Patient Education: The Nurse as Source of Actionable Information

Matthew Humphrey Loxton

Disclosures

Topics in Advanced Practice Nursing eJournal. 2003;3(2) 

In This Article

Introduction

A patient typically leaves the hospital or clinic with a patient education package that has been vetted by department heads, checked and sanitized by the legal department, trimmed and restricted by finance, and augmented by sponsors. The patient has perhaps also spoken to physicians, radiologists, nurses, and administrative staff. Much of the information given to the patient is intended to educate the patient in self-care following the period of dependence upon hospital staff. How does this information help the patient at home when there is no medical staff on hand? Does it tell the patient how to remove the dressing, what to clean the wound with, or what to do if the drainage tubes seem to be clogged?

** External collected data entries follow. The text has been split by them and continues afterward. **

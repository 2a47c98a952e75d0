//! Command-line entry point for asking questions about uploaded tables

use std::path::PathBuf;
use std::sync::Arc;

use anyhow::Result;
use clap::{Parser, Subcommand};
use tracing::{info, warn};
use tracing_subscriber::EnvFilter;

use dq_core::{history, AppSettings, HistoryRecord};
use dq_data::{display_value, DisplayRows, ResultSet};
use dq_nlsql::{OpenAiGenerator, TextGenerator};

mod session;

use session::Session;

#[derive(Parser)]
#[command(name = "dataquery", version, about = "Ask questions about CSV and Excel data in plain language")]
struct Cli {
    /// SQLite database file (defaults to an in-memory database)
    #[arg(long, global = true)]
    db: Option<String>,

    /// Query history file
    #[arg(long, global = true)]
    history: Option<PathBuf>,

    /// Load a CSV or Excel file before running the command
    #[arg(long = "load", global = true)]
    load: Vec<PathBuf>,

    /// Extra cell value to read as missing (repeatable)
    #[arg(long = "null-marker", global = true)]
    null_markers: Vec<String>,

    #[command(subcommand)]
    command: Command,
}

#[derive(Subcommand)]
enum Command {
    /// Load files into tables
    Load { files: Vec<PathBuf> },

    /// Translate a question to SQL and run it
    Ask {
        question: String,
        #[arg(long)]
        table: Option<String>,
        /// Print the result as CSV
        #[arg(long)]
        csv: bool,
    },

    /// Run a SELECT statement
    Sql {
        query: String,
        #[arg(long)]
        csv: bool,
    },

    /// List tables
    Tables,

    /// Show the schema and sample rows of a table
    Schema { table: String },

    /// Show per-column storage types and samples
    Profile { table: String },

    /// Suggest questions for a table
    Suggest { table: Option<String> },

    /// Explain a query in plain language
    Explain { query: String },

    /// Inspect or manage the query history
    #[command(subcommand)]
    History(HistoryCommand),
}

#[derive(Subcommand)]
enum HistoryCommand {
    /// Most recent queries, oldest of them first
    Recent {
        #[arg(default_value_t = 10)]
        n: usize,
    },
    /// Queries whose question or SQL contains a term
    Search { term: String },
    /// Most frequently asked question patterns
    Popular {
        #[arg(default_value_t = 5)]
        n: usize,
    },
    /// Summary statistics as JSON
    Stats,
    /// Remove every entry
    Clear,
    /// Write the history to a JSON file
    Export { path: Option<PathBuf> },
    /// Append entries from a JSON file
    Import { path: PathBuf },
    /// Run a recorded query again
    Rerun { index: usize },
}

#[tokio::main]
async fn main() -> Result<()> {
    dotenv::dotenv().ok();

    tracing_subscriber::fmt()
        .with_env_filter(EnvFilter::try_from_default_env().unwrap_or_else(|_| EnvFilter::new("info")))
        .with_writer(std::io::stderr)
        .init();

    let cli = Cli::parse();

    let mut settings = AppSettings::from_env();
    if let Some(db) = cli.db {
        settings.database_path = db;
    }
    if let Some(path) = cli.history {
        settings.history_path = path;
    }
    settings.extra_null_markers.extend(cli.null_markers);

    let generator = match OpenAiGenerator::new(&settings.generator) {
        Ok(generator) => Some(Arc::new(generator) as Arc<dyn TextGenerator>),
        Err(e) => {
            info!("Text generation unavailable: {}", e);
            None
        }
    };

    let mut session = Session::open(settings, generator)?;
    for path in &cli.load {
        load(&mut session, path)?;
    }

    match cli.command {
        Command::Load { files } => {
            for path in &files {
                load(&mut session, path)?;
            }
        }
        Command::Ask { question, table, csv } => {
            if let Some(table) = table {
                session.select_table(&table)?;
            }
            let answer = session.ask(&question).await?;
            println!("-- {}\n{}\n", answer.query.question, answer.query.sql);
            print_result(&session, &answer.result, csv)?;
        }
        Command::Sql { query, csv } => {
            let result = session.run_sql(&query)?;
            print_result(&session, &result, csv)?;
            for hint in session.improvements(&query) {
                println!("hint: {}", hint);
            }
        }
        Command::Tables => {
            let current = session.current_table().map(|t| t.to_string());
            for table in session.tables()? {
                let marker = if current.as_deref() == Some(table.as_str()) { "*" } else { " " };
                println!("{} {}", marker, table);
            }
        }
        Command::Schema { table } => {
            let schema = session.schema(&table)?;
            println!("{}", dq_nlsql::render(&table, &schema));
        }
        Command::Profile { table } => {
            let profile = session.profile(&table)?;
            println!(
                "{}: {} rows, {} columns",
                profile.table_name,
                profile.row_count,
                profile.column_count()
            );
            for column in &profile.columns {
                let samples: Vec<String> = column.sample_values.iter().map(display_value).collect();
                println!(
                    "  {} [{}] e.g. {}",
                    column.name,
                    column.storage_types.join(", "),
                    samples.join(", ")
                );
            }
        }
        Command::Suggest { table } => {
            if let Some(table) = table {
                session.select_table(&table)?;
            }
            for (i, question) in session.suggestions().await?.iter().enumerate() {
                println!("{}. {}", i + 1, question);
            }
        }
        Command::Explain { query } => {
            println!("{}", session.explain(&query).await?);
        }
        Command::History(command) => run_history(&mut session, command)?,
    }

    Ok(())
}

fn load(session: &mut Session, path: &std::path::Path) -> Result<()> {
    let table = session.load_file(path)?;
    println!(
        "Loaded {} as '{}' ({} rows, {} columns)",
        path.display(),
        table.name(),
        table.row_count(),
        table.column_count()
    );
    for column in table.columns() {
        println!("  {} ({})", column.name, column.kind());
    }
    Ok(())
}

fn run_history(session: &mut Session, command: HistoryCommand) -> Result<()> {
    match command {
        HistoryCommand::Recent { n } => print_records(session.history().recent(n)),
        HistoryCommand::Search { term } => print_records(session.history().search(&term)),
        HistoryCommand::Popular { n } => print_records(session.history().popular(n)),
        HistoryCommand::Stats => {
            let stats = session.history().statistics();
            println!("{}", serde_json::to_string_pretty(&stats)?);
        }
        HistoryCommand::Clear => {
            session.history_mut().clear();
            println!("History cleared");
        }
        HistoryCommand::Export { path } => {
            let path = path.unwrap_or_else(|| PathBuf::from(history::default_export_file_name()));
            session.history().export(&path)?;
            println!("Exported history to {}", path.display());
        }
        HistoryCommand::Import { path } => {
            let imported = session.history_mut().import(&path)?;
            println!("Imported {} entries", imported);
        }
        HistoryCommand::Rerun { index } => {
            let (record, result) = session.rerun(index)?;
            println!("-- {}\n{}\n", record.question, record.sql_query);
            print_result(session, &result, false)?;
        }
    }
    Ok(())
}

fn print_records(records: Vec<&HistoryRecord>) {
    if records.is_empty() {
        println!("No queries recorded");
    }
    for record in records {
        println!(
            "[{}] {} ({} rows)\n    {}",
            record.timestamp, record.question, record.result_count, record.sql_query
        );
    }
}

fn print_result(session: &Session, result: &ResultSet, csv: bool) -> Result<()> {
    if csv {
        print!("{}", result.to_csv()?);
        return Ok(());
    }

    if result.is_empty() {
        println!("Query returned no results");
        return Ok(());
    }

    let shown = result.display(session.settings().max_display_rows);
    print!("{}", render_rows(&shown));
    if shown.truncated() {
        warn!("Showing first {} of {} rows", shown.rows.len(), shown.total_rows);
    }
    println!("({} rows)", shown.total_rows);
    Ok(())
}

/// Header line plus one pipe-separated line per row
fn render_rows(shown: &DisplayRows) -> String {
    let mut out = shown.columns.join(" | ");
    out.push('\n');
    for row in &shown.rows {
        out.push_str(&row.join(" | "));
        out.push('\n');
    }
    out
}

#[cfg(test)]
mod tests {
    use super::*;
    use dq_data::SqlValue;

    #[test]
    fn test_render_rows_capped() {
        let result = ResultSet {
            columns: vec!["name".to_string(), "score".to_string()],
            rows: vec![
                vec![SqlValue::Text("a".to_string()), SqlValue::Real(1.234)],
                vec![SqlValue::Null, SqlValue::Integer(2)],
                vec![SqlValue::Text("c".to_string()), SqlValue::Integer(3)],
            ],
        };

        let shown = result.display(2);
        assert!(shown.truncated());
        assert_eq!(render_rows(&shown), "name | score\na | 1.23\nNULL | 2\n");
    }

    #[test]
    fn test_cli_parses_history_rerun() {
        let cli = Cli::try_parse_from(["dataquery", "--load", "a.csv", "history", "rerun", "3"]).unwrap();
        assert_eq!(cli.load, vec![PathBuf::from("a.csv")]);
        assert!(matches!(
            cli.command,
            Command::History(HistoryCommand::Rerun { index: 3 })
        ));
    }
}
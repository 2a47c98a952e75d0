//! Application settings

use std::path::PathBuf;

use serde::{Deserialize, Serialize};

/// Application-wide settings
#[derive(Debug, Clone, Serialize, Deserialize)]
pub struct AppSettings {
    /// SQLite database location; `:memory:` keeps everything in process
    pub database_path: String,

    /// JSON file backing the query history
    pub history_path: PathBuf,

    /// Maximum rows shown for a query result
    pub max_display_rows: usize,

    /// Cell values read as missing on top of the built-in markers
    pub extra_null_markers: Vec<String>,

    /// Text-generation service settings
    pub generator: GeneratorSettings,
}

/// Settings for the text-generation service
#[derive(Debug, Clone, Serialize, Deserialize)]
pub struct GeneratorSettings {
    /// Base URL of an OpenAI-compatible API
    pub base_url: String,

    /// Model identifier sent with every request
    pub model: String,

    /// API key; required only by commands that call the service
    #[serde(skip_serializing)]
    pub api_key: Option<String>,

    /// Transport timeout in seconds
    pub timeout_secs: u64,
}

impl Default for AppSettings {
    fn default() -> Self {
        Self {
            database_path: ":memory:".to_string(),
            history_path: PathBuf::from("query_history.json"),
            max_display_rows: 1000,
            extra_null_markers: Vec::new(),
            generator: GeneratorSettings::default(),
        }
    }
}

impl Default for GeneratorSettings {
    fn default() -> Self {
        Self {
            base_url: "https://api.openai.com/v1".to_string(),
            model: "gpt-4o".to_string(),
            api_key: None,
            timeout_secs: 60,
        }
    }
}

impl AppSettings {
    /// Defaults overridden by process environment variables
    pub fn from_env() -> Self {
        Self::from_lookup(|key| std::env::var(key).ok())
    }

    /// Defaults overridden by whatever `lookup` returns for each known key
    pub fn from_lookup(lookup: impl Fn(&str) -> Option<String>) -> Self {
        let mut settings = Self::default();

        if let Some(path) = lookup("DATAQUERY_DB") {
            settings.database_path = path;
        }
        if let Some(path) = lookup("DATAQUERY_HISTORY") {
            settings.history_path = PathBuf::from(path);
        }
        if let Some(markers) = lookup("DATAQUERY_NULL_MARKERS") {
            settings.extra_null_markers = markers
                .split(',')
                .map(|m| m.trim().to_string())
                .filter(|m| !m.is_empty())
                .collect();
        }
        if let Some(model) = lookup("DATAQUERY_MODEL") {
            settings.generator.model = model;
        }
        if let Some(url) = lookup("OPENAI_BASE_URL") {
            settings.generator.base_url = url.trim_end_matches('/').to_string();
        }
        settings.generator.api_key = lookup("OPENAI_API_KEY").filter(|key| !key.trim().is_empty());

        settings
    }
}

#[cfg(test)]
mod tests {
    use super::*;
    use std::collections::HashMap;

    #[test]
    fn test_defaults() {
        let settings = AppSettings::default();
        assert_eq!(settings.database_path, ":memory:");
        assert_eq!(settings.history_path, PathBuf::from("query_history.json"));
        assert_eq!(settings.generator.model, "gpt-4o");
        assert!(settings.generator.api_key.is_none());
    }

    #[test]
    fn test_lookup_overrides() {
        let vars: HashMap<&str, &str> = [
            ("DATAQUERY_DB", "data.db"),
            ("OPENAI_BASE_URL", "http://localhost:8080/v1/"),
            ("OPENAI_API_KEY", "sk-test"),
            ("DATAQUERY_NULL_MARKERS", "-, missing ,,"),
        ]
        .into_iter()
        .collect();

        let settings = AppSettings::from_lookup(|key| vars.get(key).map(|v| v.to_string()));
        assert_eq!(settings.database_path, "data.db");
        assert_eq!(settings.generator.base_url, "http://localhost:8080/v1");
        assert_eq!(settings.generator.api_key.as_deref(), Some("sk-test"));
        assert_eq!(settings.history_path, PathBuf::from("query_history.json"));
        assert_eq!(settings.extra_null_markers, vec!["-", "missing"]);
    }

    #[test]
    fn test_blank_api_key_is_ignored() {
        let settings = AppSettings::from_lookup(|key| (key == "OPENAI_API_KEY").then(|| "  ".to_string()));
        assert!(settings.generator.api_key.is_none());
    }
}
//! Column type inference
//!
//! Each column is inferred on its own and never fails the upload: a column
//! that cannot be typed stays text, and values that do not fit the chosen
//! kind become null. Nothing is ever replaced by zero.

use std::fmt;
use std::sync::Arc;

use arrow::array::{
    ArrayRef, Float64Builder, Int64Builder, StringBuilder, TimestampMillisecondBuilder,
};
use arrow::datatypes::{DataType, TimeUnit};
use chrono::{DateTime, NaiveDate, NaiveDateTime};
use once_cell::sync::Lazy;
use regex::Regex;
use serde::Serialize;
use tracing::debug;

use crate::sources::RawValue;

/// Number of leading non-null values checked for date-like text
const DATE_SAMPLE_SIZE: usize = 10;

static DATE_PATTERNS: Lazy<Vec<Regex>> = Lazy::new(|| {
    [
        r"^\d{4}-\d{2}-\d{2}",
        r"^\d{2}/\d{2}/\d{4}",
        r"^\d{2}-\d{2}-\d{4}",
        r"^\d{4}/\d{2}/\d{2}",
    ]
    .iter()
    .filter_map(|p| Regex::new(p).ok())
    .collect()
});

const DATETIME_FORMATS: &[&str] = &[
    "%Y-%m-%d %H:%M:%S",
    "%Y-%m-%dT%H:%M:%S",
    "%Y-%m-%d %H:%M:%S%.f",
    "%Y-%m-%dT%H:%M:%S%.f",
    "%Y-%m-%d %H:%M",
    "%Y-%m-%dT%H:%M",
    "%m/%d/%Y %H:%M:%S",
    "%m/%d/%Y %H:%M",
    "%m-%d-%Y %H:%M:%S",
    "%Y/%m/%d %H:%M:%S",
];

const DATE_FORMATS: &[&str] = &["%Y-%m-%d", "%m/%d/%Y", "%m-%d-%Y", "%Y/%m/%d"];

/// The type a column carries from ingestion onwards
#[derive(Debug, Clone, Copy, PartialEq, Eq, Hash, Serialize)]
#[serde(rename_all = "lowercase")]
pub enum ColumnKind {
    Integer,
    Real,
    DateTime,
    Text,
}

impl ColumnKind {
    /// Declared type used when creating the table
    pub fn sql_type(&self) -> &'static str {
        match self {
            ColumnKind::Integer => "INTEGER",
            ColumnKind::Real => "REAL",
            ColumnKind::DateTime => "TIMESTAMP",
            ColumnKind::Text => "TEXT",
        }
    }

    pub fn arrow_type(&self) -> DataType {
        match self {
            ColumnKind::Integer => DataType::Int64,
            ColumnKind::Real => DataType::Float64,
            ColumnKind::DateTime => DataType::Timestamp(TimeUnit::Millisecond, None),
            ColumnKind::Text => DataType::Utf8,
        }
    }
}

impl fmt::Display for ColumnKind {
    fn fmt(&self, f: &mut fmt::Formatter<'_>) -> fmt::Result {
        let name = match self {
            ColumnKind::Integer => "integer",
            ColumnKind::Real => "real",
            ColumnKind::DateTime => "datetime",
            ColumnKind::Text => "text",
        };
        f.write_str(name)
    }
}

/// Why a column was left as text
#[derive(Debug, Clone, Copy, PartialEq, Eq, Serialize)]
#[serde(rename_all = "snake_case")]
pub enum FallbackReason {
    AllNull,
    NotNumeric,
    UnparsableDates,
}

/// How inference went for one column
#[derive(Debug, Clone, Copy, PartialEq, Eq, Serialize)]
pub enum InferenceOutcome {
    /// Every non-null value converted
    Typed(ColumnKind),
    /// Converted, but `nulled` values did not fit and became null
    Coerced { kind: ColumnKind, nulled: usize },
    /// Left as text
    Failed(FallbackReason),
}

impl InferenceOutcome {
    pub fn kind(&self) -> ColumnKind {
        match self {
            InferenceOutcome::Typed(kind) | InferenceOutcome::Coerced { kind, .. } => *kind,
            InferenceOutcome::Failed(_) => ColumnKind::Text,
        }
    }
}

/// Column values after inference
#[derive(Debug, Clone, PartialEq)]
pub enum ColumnData {
    Integer(Vec<Option<i64>>),
    Real(Vec<Option<f64>>),
    /// Milliseconds since the Unix epoch, no timezone
    DateTime(Vec<Option<i64>>),
    Text(Vec<Option<String>>),
}

impl ColumnData {
    pub fn kind(&self) -> ColumnKind {
        match self {
            ColumnData::Integer(_) => ColumnKind::Integer,
            ColumnData::Real(_) => ColumnKind::Real,
            ColumnData::DateTime(_) => ColumnKind::DateTime,
            ColumnData::Text(_) => ColumnKind::Text,
        }
    }

    pub fn len(&self) -> usize {
        match self {
            ColumnData::Integer(v) | ColumnData::DateTime(v) => v.len(),
            ColumnData::Real(v) => v.len(),
            ColumnData::Text(v) => v.len(),
        }
    }

    pub fn is_empty(&self) -> bool {
        self.len() == 0
    }

    pub fn into_array(self) -> ArrayRef {
        match self {
            ColumnData::Integer(values) => {
                let mut builder = Int64Builder::with_capacity(values.len());
                for value in values {
                    builder.append_option(value);
                }
                Arc::new(builder.finish())
            }
            ColumnData::Real(values) => {
                let mut builder = Float64Builder::with_capacity(values.len());
                for value in values {
                    builder.append_option(value);
                }
                Arc::new(builder.finish())
            }
            ColumnData::DateTime(values) => {
                let mut builder = TimestampMillisecondBuilder::with_capacity(values.len());
                for value in values {
                    builder.append_option(value);
                }
                Arc::new(builder.finish())
            }
            ColumnData::Text(values) => {
                let mut builder = StringBuilder::new();
                for value in values {
                    builder.append_option(value);
                }
                Arc::new(builder.finish())
            }
        }
    }
}

/// Result of inferring one column
#[derive(Debug, Clone, PartialEq)]
pub struct InferredColumn {
    pub outcome: InferenceOutcome,
    pub data: ColumnData,
}

/// Infer the kind of one column and convert its values
pub fn infer_column(values: &[&RawValue]) -> InferredColumn {
    let non_null = values.iter().filter(|v| !v.is_null()).count();
    if non_null == 0 {
        return InferredColumn {
            outcome: InferenceOutcome::Failed(FallbackReason::AllNull),
            data: ColumnData::Text(vec![None; values.len()]),
        };
    }

    // Values that all read as numbers were never text to begin with
    let numbers: Vec<Option<Number>> = values.iter().map(|v| to_number(v)).collect();
    let failed_numbers = values
        .iter()
        .zip(&numbers)
        .filter(|(raw, parsed)| !raw.is_null() && parsed.is_none())
        .count();

    if failed_numbers == 0 {
        return InferredColumn {
            outcome: InferenceOutcome::Typed(numeric_kind(&numbers)),
            data: numeric_data(&numbers),
        };
    }

    let mut tried_dates = false;
    if looks_like_dates(values) {
        tried_dates = true;
        let parsed: Vec<Option<i64>> = values.iter().map(|v| to_timestamp(v)).collect();
        let converted = parsed.iter().filter(|p| p.is_some()).count();
        if converted > 0 {
            return InferredColumn {
                outcome: outcome(ColumnKind::DateTime, non_null - converted),
                data: ColumnData::DateTime(parsed),
            };
        }
        debug!("Date-like column has no parseable values; trying numbers");
    }

    if failed_numbers < non_null {
        let data = numeric_data(&numbers);
        return InferredColumn {
            outcome: outcome(data.kind(), failed_numbers),
            data,
        };
    }

    let reason = if tried_dates {
        FallbackReason::UnparsableDates
    } else {
        FallbackReason::NotNumeric
    };
    InferredColumn {
        outcome: InferenceOutcome::Failed(reason),
        data: ColumnData::Text(values.iter().map(|v| as_text(v)).collect()),
    }
}

fn outcome(kind: ColumnKind, nulled: usize) -> InferenceOutcome {
    if nulled == 0 {
        InferenceOutcome::Typed(kind)
    } else {
        InferenceOutcome::Coerced { kind, nulled }
    }
}

#[derive(Debug, Clone, Copy, PartialEq)]
enum Number {
    Int(i64),
    Float(f64),
}

impl Number {
    fn as_integer(&self) -> Option<i64> {
        match *self {
            Number::Int(i) => Some(i),
            Number::Float(f) if f.fract() == 0.0 && f.abs() < 9.0e15 => Some(f as i64),
            Number::Float(_) => None,
        }
    }

    fn as_f64(&self) -> f64 {
        match *self {
            Number::Int(i) => i as f64,
            Number::Float(f) => f,
        }
    }
}

fn to_number(value: &RawValue) -> Option<Number> {
    match value {
        RawValue::Null => None,
        RawValue::Integer(i) => Some(Number::Int(*i)),
        RawValue::Float(f) if f.is_nan() => None,
        RawValue::Float(f) => Some(Number::Float(*f)),
        RawValue::Text(s) => {
            let s = s.trim();
            if let Ok(i) = s.parse::<i64>() {
                return Some(Number::Int(i));
            }
            match s.parse::<f64>() {
                Ok(f) if !f.is_nan() => Some(Number::Float(f)),
                _ => None,
            }
        }
    }
}

/// Integer when every value is integral, real otherwise
fn numeric_kind(numbers: &[Option<Number>]) -> ColumnKind {
    if numbers.iter().flatten().all(|n| n.as_integer().is_some()) {
        ColumnKind::Integer
    } else {
        ColumnKind::Real
    }
}

fn numeric_data(numbers: &[Option<Number>]) -> ColumnData {
    match numeric_kind(numbers) {
        ColumnKind::Integer => {
            ColumnData::Integer(numbers.iter().map(|n| n.and_then(|n| n.as_integer())).collect())
        }
        _ => ColumnData::Real(numbers.iter().map(|n| n.map(|n| n.as_f64())).collect()),
    }
}

fn looks_like_dates(values: &[&RawValue]) -> bool {
    values
        .iter()
        .filter(|v| !v.is_null())
        .take(DATE_SAMPLE_SIZE)
        .any(|v| {
            let text = v.to_string();
            let text = text.trim();
            DATE_PATTERNS.iter().any(|p| p.is_match(text))
        })
}

fn to_timestamp(value: &RawValue) -> Option<i64> {
    match value {
        RawValue::Text(s) => parse_datetime(s).map(|dt| dt.and_utc().timestamp_millis()),
        _ => None,
    }
}

/// Parse the date and datetime shapes recognized by the date heuristic
pub fn parse_datetime(value: &str) -> Option<NaiveDateTime> {
    let value = value.trim();
    for format in DATETIME_FORMATS {
        if let Ok(dt) = NaiveDateTime::parse_from_str(value, format) {
            return Some(dt);
        }
    }
    for format in DATE_FORMATS {
        if let Ok(date) = NaiveDate::parse_from_str(value, format) {
            return date.and_hms_opt(0, 0, 0);
        }
    }
    DateTime::parse_from_rfc3339(value).ok().map(|dt| dt.naive_utc())
}

fn as_text(value: &RawValue) -> Option<String> {
    match value {
        RawValue::Null => None,
        other => Some(other.to_string()),
    }
}

#[cfg(test)]
mod tests {
    use super::*;
    use arrow::array::Array;

    fn text(values: &[&str]) -> Vec<RawValue> {
        values
            .iter()
            .map(|v| {
                if v.is_empty() {
                    RawValue::Null
                } else {
                    RawValue::Text(v.to_string())
                }
            })
            .collect()
    }

    fn infer(values: &[RawValue]) -> InferredColumn {
        let refs: Vec<&RawValue> = values.iter().collect();
        infer_column(&refs)
    }

    #[test]
    fn test_integer_strings() {
        let column = infer(&text(&["1", "2", "3"]));
        assert_eq!(column.outcome, InferenceOutcome::Typed(ColumnKind::Integer));
        assert_eq!(column.data, ColumnData::Integer(vec![Some(1), Some(2), Some(3)]));
    }

    #[test]
    fn test_float_strings() {
        let column = infer(&text(&["1.5", "2.0"]));
        assert_eq!(column.outcome, InferenceOutcome::Typed(ColumnKind::Real));
        assert_eq!(column.data, ColumnData::Real(vec![Some(1.5), Some(2.0)]));
    }

    #[test]
    fn test_mixed_numeric_nulls_bad_value() {
        let column = infer(&text(&["1", "x", "3"]));
        assert_eq!(
            column.outcome,
            InferenceOutcome::Coerced {
                kind: ColumnKind::Integer,
                nulled: 1
            }
        );
        // The unparseable value is null, never zero
        assert_eq!(column.data, ColumnData::Integer(vec![Some(1), None, Some(3)]));
    }

    #[test]
    fn test_coerced_integral_floats_become_integer() {
        let column = infer(&text(&["1.0", "n/a?", "4"]));
        assert_eq!(column.data, ColumnData::Integer(vec![Some(1), None, Some(4)]));
    }

    #[test]
    fn test_nulls_preserved() {
        let column = infer(&text(&["7", "", "9"]));
        assert_eq!(column.outcome, InferenceOutcome::Typed(ColumnKind::Integer));
        assert_eq!(column.data, ColumnData::Integer(vec![Some(7), None, Some(9)]));
    }

    #[test]
    fn test_all_null_column() {
        let column = infer(&[RawValue::Null, RawValue::Null]);
        assert_eq!(column.outcome, InferenceOutcome::Failed(FallbackReason::AllNull));
        assert_eq!(column.data, ColumnData::Text(vec![None, None]));
    }

    #[test]
    fn test_plain_text_stays_text() {
        let column = infer(&text(&["a", "b", "c"]));
        assert_eq!(column.outcome, InferenceOutcome::Failed(FallbackReason::NotNumeric));
        assert_eq!(column.outcome.kind(), ColumnKind::Text);
        assert_eq!(
            column.data,
            ColumnData::Text(vec![Some("a".into()), Some("b".into()), Some("c".into())])
        );
    }

    #[test]
    fn test_iso_dates() {
        let column = infer(&text(&["2024-01-05", "2024-02-10 08:30:00", ""]));
        assert_eq!(column.outcome, InferenceOutcome::Typed(ColumnKind::DateTime));
        let expected = NaiveDate::from_ymd_opt(2024, 1, 5)
            .and_then(|d| d.and_hms_opt(0, 0, 0))
            .map(|dt| dt.and_utc().timestamp_millis());
        match column.data {
            ColumnData::DateTime(values) => {
                assert_eq!(values[0], expected);
                assert!(values[1].is_some());
                assert_eq!(values[2], None);
            }
            other => panic!("expected datetime data, got {:?}", other),
        }
    }

    #[test]
    fn test_bad_dates_become_null() {
        let column = infer(&text(&["01/15/2024", "not a date", "13/45/2024"]));
        assert_eq!(
            column.outcome,
            InferenceOutcome::Coerced {
                kind: ColumnKind::DateTime,
                nulled: 2
            }
        );
    }

    #[test]
    fn test_date_pattern_beyond_sample_is_ignored() {
        let mut values = text(&["x"; 10]);
        values.push(RawValue::Text("2024-01-01".to_string()));
        let column = infer(&values);
        assert_eq!(column.outcome.kind(), ColumnKind::Text);
    }

    #[test]
    fn test_unparseable_date_like_text() {
        let column = infer(&text(&["2024-99-99", "2024-13-40"]));
        assert_eq!(
            column.outcome,
            InferenceOutcome::Failed(FallbackReason::UnparsableDates)
        );
    }

    #[test]
    fn test_native_spreadsheet_numbers() {
        let column = infer(&[RawValue::Float(3.0), RawValue::Integer(4), RawValue::Null]);
        assert_eq!(column.data, ColumnData::Integer(vec![Some(3), Some(4), None]));

        let column = infer(&[RawValue::Float(3.25), RawValue::Integer(4)]);
        assert_eq!(column.data, ColumnData::Real(vec![Some(3.25), Some(4.0)]));
    }

    #[test]
    fn test_into_array_keeps_nulls() {
        let array = ColumnData::Text(vec![Some("a".into()), None]).into_array();
        assert_eq!(array.len(), 2);
        assert_eq!(array.null_count(), 1);
        assert_eq!(array.data_type(), &DataType::Utf8);
    }
}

There are questions the patient will simply not think to ask while still at the hospital.

If all patients were physicians or nurses who belonged to the medical community and all ascribed to common conventions and practices, there would be no difference essentially as to who was on which side of the stethoscope; the patient could reasonably be expected to understand exactly what was going on, and why. Each issue the nurse highlighted would fit neatly into demarcated categories and every significance placed on them would be understood and accepted by the patient. After returning home, there would be nothing that was unfamiliar to them about what to do and when to do it.

However, in reality, patients are bricklayers, plumbers, bankers, welders, accountants, teachers, lawyers, and philosophers. They cannot be expected to understand what it is you are doing or saying in the same way as your fellow physicians and nurses are likely to. These real-life patients may demarcate issues and assign significance differently from how the medical professionals do. The resonance will have been lost, and the information will stand alone without the rich context of mutuality that was shared in the previous scenario.

Just as facts are "theory-laden," so also information does not "speak for itself," it is interpreted and acted on through the spectacles and gloves of our beliefs and view of the world. The nurse needs to impinge on patients' world views, conveying the information to them by resignifying and demarcating it in such a way as to make it actionable by the patient.

As an example, one patient had the experience of being given practical instruction that included taking her physically through many sequences and procedures that would prove to be important to her. Her nurses didn't just tell her how to change a dressing or clean the surgical wound, they showed her, and critiqued her techniques. It was not just this practical, actionable knowledge that was imparted, but also the knowledge of where more knowledge resided. The nurse as an information-source stands out.

As it happened, the patient's nurse was changed and the new nurse did not become familiar with the patient's history and could not answer questions about what to do next when a particular test was returned negative. The flow of information had changed and the patient's experience was altered entirely.